If one reads the 23-page "Summary for Policymakers" line for line, then it is clear that this report is merely summarizing what has already appeared in the first three reports.
Quite a few climate researchers had been hoping that Part IV would go beyond that and comprehensively demonstrate what can be deduced from the knowledge about climate change (Part I), its consequences for the ecosystems and human society (Part II) and the possible measures to be taken against it (Part III). But above all the IPCC has failed to point out in the conclusion of its publication marathon that the 4th World Climate Report is likely to have been overtaken on many points. And that the problem is even more serious than the 3,000 page main report indicates.
The allegedly new climate bible is not even up to date. It dates back to the middle of 2006. The IPCC authors and experts looked at and assessed all the scientific literature in the field of climate research that had been published by that date. That had been the deadline from the beginning. But 15 months have passed since then.
And more recent reports, which were not mentioned in the Synthesis Report, mean that the picture the IPCC paints may in fact be too rosy:
- The global CO2 emissions from the burning of fossil fuels are increasing faster than ever. Since 2000 they are averaging a growth of more than 3 ppm (parts per million) a year.
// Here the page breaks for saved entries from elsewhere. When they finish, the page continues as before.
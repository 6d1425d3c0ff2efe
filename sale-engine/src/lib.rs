//! Sale engine
//!
//! The monetary calculation and trust-boundary reconciliation core of the
//! point of sale. Every money-bearing figure is computed on
//! `rust_decimal::Decimal`; native floats exist only at the serialization
//! boundary.
//!
//! The engine is computationally pure: no I/O, no shared mutable state,
//! every function operates on its own inputs. The persistence-side
//! guarantees it relies on (one open shift per operator, transactional
//! invoice creation) are the caller's obligation.

pub mod invoice;
pub mod money;
pub mod pricing;
pub mod shifts;

// Re-exports: the engine's external surface
pub use invoice::{TolerancePolicy, validate_invoice};
pub use money::MoneyContext;
pub use shifts::{CashShift, compute_shift_summary, validate_shift_close};
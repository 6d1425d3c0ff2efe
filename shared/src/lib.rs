//! Shared types for the sale engine
//!
//! Common types used across the workspace: data models for invoices,
//! payments and cash shifts, plus the unified error layer.

pub mod error;
pub mod models;

// Re-exports
pub use error::{AppError, ErrorCode};
pub use serde::{Deserialize, Serialize};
In previous decades the average was only 1.3 ppm. "Recent emissions seem to be near the high end of the fossil fuel use scenarios used by the Intergovernmental Panel on Climate Change (IPCC)," says Michael Raupach, the Australian physicist and leader of the Global Carbon Project.
- Around half of the anthropogenous CO2 emissions don't remain in the earth's atmosphere and are absorbed by the oceans and by plants. But these natural carbon reducers may have been overestimated. The forests of the mid-range and high northern latitudes probably absorb 40 percent less carbon dioxide than climate change calculations estimate, according to a multinational study recently published in Science magazine. Kevin Gurney, climate researcher at Purdue University in West Lafayette in the US, said it was wrong to assume that the biosphere will somehow come to the rescue. Trees can't absorb that much additional CO2, he said.
- Scientists are also taking a more cautious view of how much help the world's oceans can provide. Current measurements show that the North Sea's capacity to absorb CO2 is already declining. Belgian, Dutch, Canadian and US researchers referred to a "rapid decline in CO2 buffer capacity" in the Global Biogeochemical Cycles magazine. Other studies see a similar development in the entire North Atlantic.
- There is a steady decline in sea ice in the Artic Ocean each summer. At the beginning of October the National Snow and Ice Data Center (NSIDC) reported a new record low for 2007. The entire ice surface amounted to just 4.3 million square kilometers -- 23 percent down from 2005, the previous record season. The legendary Northwest Passage was found to be free of Arctic ice. The NSIDC researchers now expect the Arctic to be free of ice during the summer from 2030 onwards -- decades earlier than forecast in the climate projections referred to the new IPCC report which foresees ice-free Arctic summers in the latter part of the 21st century.
- The IPCC forecast for the further rise in ocean levels -- between 18 and 59 centimeters by 2099 depending on the level of CO2 emissions -- also looks too conservative now. A number of researchers say the figures need to be revised upwards because they fail to take an important aspect into account: The water flowing into the sea from melting glaciers will add to the rise in sea levels. The IPCC hasn't quantified that effect because it's unclear how strong it will be.
IPCC head Rajendra Pachauri recently said that even if the world community succeeds in reducing CO2 emissions from 2015 onwards, ocean levels will rise by between 0.40 to 1.40 meters over the long term, maybe not in the 21st century, but a bit later. That shouldn't calm climate fears though. The climate reacts extremely slowly and carbon emissions to date suffice to cause deep changes.
That too is an aspect the IPCC report only mentions briefly in its new global report: according to current studies a certain part of the anthropogenous greenhouse gases will remain in the earth's atmosphere for thousands of years -- and impact the climate for half an eternity.